Glaciers Melt Leaving Dozens Of Corpses Exposed On Everest
Glaciers Melt Leaving Dozens Of Corpses Exposed On Everest

Video: Glaciers Melt Leaving Dozens Of Corpses Exposed On Everest

Video: Glaciers Melt Leaving Dozens Of Corpses Exposed On Everest
Video: Melting Glaciers Revealing Corpses 2024, April
Anonim

The bodies of climbers who died on Mount Everest a long time ago are now found as the iconic mountain glaciers melt, and local groups have led excursions to retrieve the bodies as they emerge from the icy trenches.

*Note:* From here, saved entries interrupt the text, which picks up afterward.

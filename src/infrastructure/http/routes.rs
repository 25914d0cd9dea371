//! HTTP Routes
//!
//! API Endpoints:
//! - /api/ping                  GET   健康检查
//! - /api/processing/run        POST  开始处理任务（可选 TaskOptions）
//! - /api/processing/reset      POST  取消任务并恢复初始状态
//! - /api/processing/state      GET   当前状态快照
//! - /api/processing/endpoint   GET   当前检测服务端点
//! - /api/processing/endpoint   POST  修改检测服务端点 / 强制 mock
//! - /api/processing/health     GET   检测服务连通性
//! - /ws/events                 WS    全局 WebSocket（状态快照、缓存失效、提示）

use axum::{
    routing::{get, post},
    Router,
};
use std::sync::Arc;

use super::handlers;
use super::state::AppState;

/// 创建所有路由
pub fn create_routes() -> Router<Arc<AppState>> {
    Router::new()
        .nest("/api", api_routes())
        .route("/ws/events", get(handlers::global_websocket_handler))
}

/// API 路由
fn api_routes() -> Router<Arc<AppState>> {
    Router::new()
        .route("/ping", get(handlers::ping))
        .nest("/processing", processing_routes())
}

/// Processing 路由
fn processing_routes() -> Router<Arc<AppState>> {
    Router::new()
        .route("/run", post(handlers::run_processing))
        .route("/reset", post(handlers::reset_processing))
        .route("/state", get(handlers::get_processing_state))
        .route(
            "/endpoint",
            get(handlers::get_endpoint).post(handlers::configure_endpoint),
        )
        .route("/health", get(handlers::check_detection_health))
}
//! 测试替身：脚本化的检测服务客户端与记录型事件端口

use async_trait::async_trait;
use parking_lot::Mutex;
use std::collections::VecDeque;
use std::sync::atomic::{AtomicBool, AtomicUsize, Ordering};
use std::sync::Arc;
use std::time::Duration;

use crate::application::ports::{
    CacheInvalidationPort, JobClientError, JobClientFactoryPort, JobClientPort, JobStatusReport,
    Notice, ProcessingEventsPort, StartJobResponse, TaskOptions,
};
use crate::domain::processing::{ApiBaseUrl, CacheDomain, JobId, JobStatus, ProcessingSnapshot};

pub fn started(job_id: &str) -> StartJobResponse {
    StartJobResponse {
        job_id: JobId::new(job_id),
        status: "started".to_string(),
        message: "Processing started".to_string(),
    }
}

pub fn report(job_id: &str, status: JobStatus, progress: u8) -> JobStatusReport {
    JobStatusReport {
        job_id: JobId::new(job_id),
        status,
        progress,
        current_step: format!("step at {}%", progress),
        elapsed_seconds: 0.0,
    }
}

/// 按脚本返回结果的客户端
///
/// 状态脚本耗尽后，若设置了 `repeat_status` 则重复返回该结果，否则返回网络错误
pub struct ScriptedJobClient {
    start: Mutex<VecDeque<Result<StartJobResponse, JobClientError>>>,
    statuses: Mutex<VecDeque<Result<JobStatusReport, JobClientError>>>,
    repeat: Mutex<Option<JobStatusReport>>,
    status_delay: Mutex<Option<Duration>>,
    last_options: Mutex<Option<TaskOptions>>,
    status_calls: AtomicUsize,
}

impl ScriptedJobClient {
    pub fn new() -> Self {
        Self {
            start: Mutex::new(VecDeque::new()),
            statuses: Mutex::new(VecDeque::new()),
            repeat: Mutex::new(None),
            status_delay: Mutex::new(None),
            last_options: Mutex::new(None),
            status_calls: AtomicUsize::new(0),
        }
    }

    pub fn script_start(&self, result: Result<StartJobResponse, JobClientError>) {
        self.start.lock().push_back(result);
    }

    pub fn script_status(&self, result: Result<JobStatusReport, JobClientError>) {
        self.statuses.lock().push_back(result);
    }

    pub fn repeat_status(&self, report: JobStatusReport) {
        *self.repeat.lock() = Some(report);
    }

    pub fn set_status_delay(&self, delay: Duration) {
        *self.status_delay.lock() = Some(delay);
    }

    pub fn status_calls(&self) -> usize {
        self.status_calls.load(Ordering::SeqCst)
    }

    pub fn last_options(&self) -> Option<TaskOptions> {
        self.last_options.lock().clone()
    }
}

#[async_trait]
impl JobClientPort for ScriptedJobClient {
    async fn start_job(&self, options: &TaskOptions) -> Result<StartJobResponse, JobClientError> {
        *self.last_options.lock() = Some(options.clone());
        self.start
            .lock()
            .pop_front()
            .unwrap_or_else(|| Err(JobClientError::NetworkError("no scripted start".to_string())))
    }

    async fn get_job_status(&self, _job_id: &JobId) -> Result<JobStatusReport, JobClientError> {
        self.status_calls.fetch_add(1, Ordering::SeqCst);
        let delay = *self.status_delay.lock();
        if let Some(delay) = delay {
            tokio::time::sleep(delay).await;
        }

        let next = self.statuses.lock().pop_front();
        match next {
            Some(result) => result,
            None => match self.repeat.lock().clone() {
                Some(report) => Ok(report),
                None => Err(JobClientError::NetworkError("no scripted status".to_string())),
            },
        }
    }

    async fn health_check(&self) -> bool {
        true
    }
}

pub struct ScriptedClientFactory {
    client: Arc<ScriptedJobClient>,
    connects: AtomicUsize,
    fail_next: AtomicBool,
}

impl ScriptedClientFactory {
    pub fn new(client: Arc<ScriptedJobClient>) -> Self {
        Self {
            client,
            connects: AtomicUsize::new(0),
            fail_next: AtomicBool::new(false),
        }
    }

    pub fn connects(&self) -> usize {
        self.connects.load(Ordering::SeqCst)
    }

    pub fn fail_next_connect(&self) {
        self.fail_next.store(true, Ordering::SeqCst);
    }
}

impl JobClientFactoryPort for ScriptedClientFactory {
    fn connect(&self, _base_url: &ApiBaseUrl) -> Result<Arc<dyn JobClientPort>, JobClientError> {
        if self.fail_next.swap(false, Ordering::SeqCst) {
            return Err(JobClientError::NetworkError("client build failed".to_string()));
        }
        self.connects.fetch_add(1, Ordering::SeqCst);
        Ok(self.client.clone())
    }
}

#[derive(Default)]
pub struct RecordingEvents {
    snapshots: Mutex<Vec<ProcessingSnapshot>>,
    notices: Mutex<Vec<Notice>>,
}

impl RecordingEvents {
    pub fn snapshots(&self) -> Vec<ProcessingSnapshot> {
        self.snapshots.lock().clone()
    }

    pub fn notices(&self) -> Vec<Notice> {
        self.notices.lock().clone()
    }
}

impl ProcessingEventsPort for RecordingEvents {
    fn snapshot_changed(&self, snapshot: &ProcessingSnapshot) {
        self.snapshots.lock().push(snapshot.clone());
    }

    fn notice(&self, notice: Notice) {
        self.notices.lock().push(notice);
    }
}

#[derive(Default)]
pub struct RecordingCache {
    calls: Mutex<Vec<Vec<CacheDomain>>>,
}

impl RecordingCache {
    pub fn count(&self) -> usize {
        self.calls.lock().len()
    }

    pub fn last(&self) -> Option<Vec<CacheDomain>> {
        self.calls.lock().last().cloned()
    }
}

impl CacheInvalidationPort for RecordingCache {
    fn invalidate(&self, domains: &[CacheDomain]) {
        self.calls.lock().push(domains.to_vec());
    }
}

According to a BBC report, warming temperatures caused by climate change thaw ice on Everest, an increasing number of body parts, including the hands and legs, are found in climbs, especially on the glacier known as the Khumbu Icefall, where most of the bodies have been found in recent years.

gettyimages-1011456046
gettyimages-1011456046

"Due to global warming, the ice sheet and glaciers are rapidly melting and the bodies that remained buried all these years are now being exposed," Ang Tshering Sherpa, former president of the Nepal Mountaineers Association, told the BBC. "We have knocked down the bodies of some mountaineers who have died in recent years, but now the old men who were buried are coming out."

The expedition's operators routinely carry out campaigns to retrieve the bodies, which can cost up to $ 80,000 for each trip, the BBC reported. Sometimes, to their disappointment, they must leave a body where it was found.

"Most of the corpses that we take to the cities, but those that we cannot knock down, we respect by praying for them and covering them with rock or snow," Tenzeeng Sherpa, treasurer of the National Association of Mountain Guides of Nepal, told CNN..

Ang Tshering Sherpa recalled one particularly difficult excursion where her group carried a body weighing 330 pounds from a place near the peak of Everest. Although it was difficult, he felt the duty to remove the body from the mountain.

"But we operators feel it is our duty," he told CNN. "So every time we find them, we tear down the bodies."